§ **Problem details**
Give the count of lines in the records that contain the string "feature", and write nothing but that number.

******

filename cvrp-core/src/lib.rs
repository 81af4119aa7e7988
//! Core domain types for the CVRP engine.
//!
//! Raw dataset text is parsed into [`RawDataset`] records, each of which is
//! built into an immutable [`Instance`]: a fixed-point distance matrix,
//! per-node demands, uniform vehicle capacities and per-vehicle depots. A
//! [`Solver`] turns an instance into an [`Assignment`], and [`report`]
//! decodes that assignment into per-route stops, distances and loads.
//!
//! Constructors validate their input and return `Result` so malformed data
//! is rejected before it reaches a solver.

#![forbid(unsafe_code)]
#![cfg_attr(docsrs, feature(doc_cfg))]

mod index_manager;
mod instance;
mod location;
mod parser;
mod pipeline;
mod report;
mod solver;
mod store;

#[cfg(any(test, feature = "test-support"))]
#[cfg_attr(docsrs, doc(cfg(feature = "test-support")))]
pub mod test_support;

pub use index_manager::{IndexManager, SolverIndex};
pub use instance::{Instance, InstanceError, build_instance};
pub use location::{DatasetId, Location, Precision};
pub use parser::{Field, ParseError, ParseErrorKind, ParsedRecords, RawDataset, parse_records};
pub use pipeline::{PreparationFailure, PreparationSummary, prepare_datasets};
pub use report::{
    RealUnits, ReportError, RouteReport, SolutionDisplay, SolutionReport, Stop, report,
};
pub use solver::{
    Assignment, FirstSolutionStrategy, SolveError, SolveOutcome, SolveParameters, SolveStatus,
    Solver, solve_and_report,
};
#[cfg(feature = "store-fs")]
pub use store::FsInstanceStore;
pub use store::{InstanceStore, MemoryInstanceStore, StoreError};
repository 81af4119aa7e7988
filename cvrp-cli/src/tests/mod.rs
//! Shared test harness modules for the CVRP CLI.

use super::*;

mod helpers;
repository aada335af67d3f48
pub mod core;
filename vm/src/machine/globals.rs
use crate::error::RuntimeError;
use crate::globals::GlobalEntry;
use crate::marshal::{FromValue, IntoValue};
use memory::Value;

impl super::vm::VM {
    /// Raw lookup of a global by name.
    pub fn global(&self, name: &str) -> Result<Value, RuntimeError> {
        self.interner
            .get(name)
            .and_then(|h| self.globals.get(h))
            .map(|entry| entry.value)
            .ok_or_else(|| RuntimeError::UndefinedGlobal(name.to_string()))
    }

    pub fn has_global(&self, name: &str) -> bool {
        self.global(name).is_ok()
    }

    /// Reads a global and converts it to a native value.
    pub fn get_global<T: FromValue>(&self, name: &str) -> Result<T, RuntimeError> {
        let value = self.global(name)?;
        T::from_value(value, self)
    }

    /// Defines or assigns a mutable global. Assigning to an immutable one
    /// (a builtin, a registered type table) fails.
    pub fn set_global<T: IntoValue>(&mut self, name: &str, value: T) -> Result<(), RuntimeError> {
        let value = value.into_value(self)?;
        let name_handle = self.intern(name);

        if let Some(entry) = self.globals.get_mut(&name_handle) {
            if !entry.mutable {
                return Err(RuntimeError::Unknown(format!(
                    "Cannot assign to immutable global '{}'",
                    name
                )));
            }
            entry.value = value;
        } else {
            self.globals.insert(name_handle, GlobalEntry::new(value, true));
        }
        Ok(())
    }

    /// Binds a constant global, replacing any previous entry.
    pub fn define_global(&mut self, name: &str, value: Value) {
        let name_handle = self.intern(name);
        self.globals
            .insert(name_handle, GlobalEntry::new(value, false));
    }
}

******

§ **Completed task**
4